Committing Theatre's richly resourced bibliography includes material that ranges from the Moose Jaw Literary and Debating Society's Mock Parliament Program of 1903 to the Toronto Police Archives; from mass communications media such as the nineteenth-century Labour Advocate and mid-twentieth-century radio transcripts to a contemporary DVD produced by the Laboratory of Insurrectionary Imagination. As a historian, Filewod deploys these various resources to look differently at archival traces—exemplified by a recurring example, catalogued in a 1919 Vancouver newspaper, of a bouquet of caterpillar-strewn branches thrust by a frustrated worker toward a civic official. Filewod reads the presentation as Brechtian gest and, more broadly, as an example of how to seek out absent traces of activist performance tropes. It's a way of both marking and remarking upon how "theatre" becomes "that which is findable by theatre historians" (3) as well as that which is reproducible and marketable. Filewod's scholarship evidences astute historiographic meditations on how dominant narratives emerge, particularly those that tie the theatre estate to the nation-state. He is relentless about making visible and reflecting on tensions and contradictions, including those derived from dwelling on the local, which calls attention to his own positionality. Committing Theatre highlights several of these tensions throughout a more or less alternative chronology of Canadian theatre history.
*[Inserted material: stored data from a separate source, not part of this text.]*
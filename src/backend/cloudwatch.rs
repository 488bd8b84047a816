//! CloudWatch Logs implementation of [`LogBackend`].

use crate::backend::{
    EventQuery, LogBackend, LogGroupInfo, LogStreamInfo, Page, RawEvent, StreamQuery,
};
use crate::error::{CwtailError, Result};
use async_trait::async_trait;
use aws_config::BehaviorVersion;
use aws_sdk_cloudwatchlogs::error::DisplayErrorContext;
use aws_sdk_cloudwatchlogs::types::OrderBy;
use aws_sdk_cloudwatchlogs::Client;

/// Backend handle owning one SDK client. Built once at the composition root.
#[derive(Debug, Clone)]
pub struct CloudWatchBackend {
    client: Client,
}

impl CloudWatchBackend {
    /// Wrap an already configured SDK client
    pub fn new(client: Client) -> Self {
        Self { client }
    }

    /// Build a client from the standard AWS provider chain, with optional overrides
    pub async fn from_env(profile: Option<&str>, region: Option<&str>) -> Self {
        let mut loader = aws_config::defaults(BehaviorVersion::latest());
        if let Some(profile) = profile {
            loader = loader.profile_name(profile);
        }
        if let Some(region) = region {
            loader = loader.region(aws_config::Region::new(region.to_owned()));
        }
        let sdk_config = loader.load().await;
        log::debug!(
            "CloudWatch client configured for region {:?}",
            sdk_config.region()
        );
        Self::new(Client::new(&sdk_config))
    }
}

fn backend_error<E>(operation: &str, err: E) -> CwtailError
where
    E: std::error::Error + Send + Sync + 'static,
{
    CwtailError::backend(format!("{operation}: {}", DisplayErrorContext(err)))
}

#[async_trait]
impl LogBackend for CloudWatchBackend {
    async fn list_log_groups(&self, next_token: Option<String>) -> Result<Page<LogGroupInfo>> {
        let output = self
            .client
            .describe_log_groups()
            .set_next_token(next_token)
            .send()
            .await
            .map_err(|e| backend_error("DescribeLogGroups", e))?;

        let items = output
            .log_groups()
            .iter()
            .filter_map(|group| group.log_group_name())
            .map(|name| LogGroupInfo {
                name: name.to_owned(),
            })
            .collect();

        Ok(Page {
            items,
            next_token: output.next_token().map(str::to_owned),
        })
    }

    async fn list_log_streams(&self, query: StreamQuery) -> Result<Page<LogStreamInfo>> {
        let output = self
            .client
            .describe_log_streams()
            .log_group_name(query.group)
            .order_by(OrderBy::LastEventTime)
            .descending(true)
            .limit(query.page_size)
            .set_next_token(query.next_token)
            .send()
            .await
            .map_err(|e| backend_error("DescribeLogStreams", e))?;

        let items = output
            .log_streams()
            .iter()
            .filter_map(|stream| {
                stream.log_stream_name().map(|name| LogStreamInfo {
                    name: name.to_owned(),
                    first_event_time: stream.first_event_timestamp(),
                    last_event_time: stream.last_event_timestamp(),
                })
            })
            .collect();

        Ok(Page {
            items,
            next_token: output.next_token().map(str::to_owned),
        })
    }

    async fn filter_events(&self, query: EventQuery) -> Result<Page<RawEvent>> {
        let filter_pattern = (!query.filter_pattern.is_empty()).then_some(query.filter_pattern);
        // The service treats endTime as inclusive; the contract here is half-open.
        let end_time = query.end_time.saturating_sub(1);

        let output = self
            .client
            .filter_log_events()
            .log_group_name(query.group)
            .set_log_stream_names(Some(query.stream_names))
            .start_time(query.start_time)
            .end_time(end_time)
            .set_filter_pattern(filter_pattern)
            .limit(query.limit)
            .set_next_token(query.next_token)
            .send()
            .await
            .map_err(|e| backend_error("FilterLogEvents", e))?;

        let items = output
            .events()
            .iter()
            .filter_map(|event| {
                event.timestamp().map(|timestamp| RawEvent {
                    timestamp,
                    message: event.message().unwrap_or_default().to_owned(),
                })
            })
            .collect();

        Ok(Page {
            items,
            next_token: output.next_token().map(str::to_owned),
        })
    }
}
One tension emerges in the very terminology of "Canadian theatre." Filewod details how "Canadian-ness" can be figured as resistance to US cultural hegemony, monopoly capitalism, and British imperialism as well as iterating yet another mode of white Anglo patriarchy. As Filewod points out, some formations of "Canada" elide the multiplicity of communities within its territory, including aboriginal presence that precedes European settlement, French-speaking Québécois, and various immigrant communities from South Asia, Africa, and Eastern Europe.
While focusing on left-oriented theatre, Filewod also notes that some forms of agitprop and intervention, such as military theatre and battle reenactments, emerge from the right. He critiques the militarism and machismo that structure these formations while also noting how "progressive" theatrical activism often deploys combat rhetoric. He additionally underlines tensions between modernist aesthetics associated with centralized movement-building and a postmodern aesthetics of fragmentation.
Filewod rigorously critiques patriarchal formations and points out his own orientations toward "hegemonic normatives" and "demographics of whiteness" (vii). Still, I found myself yearning for a few more examples of feminist, indigenous, and queer theatrical formations—perhaps an indication of where future scholars might focus. I also wished at times for slightly more reflexivity. In indexing shifts in spectatorial...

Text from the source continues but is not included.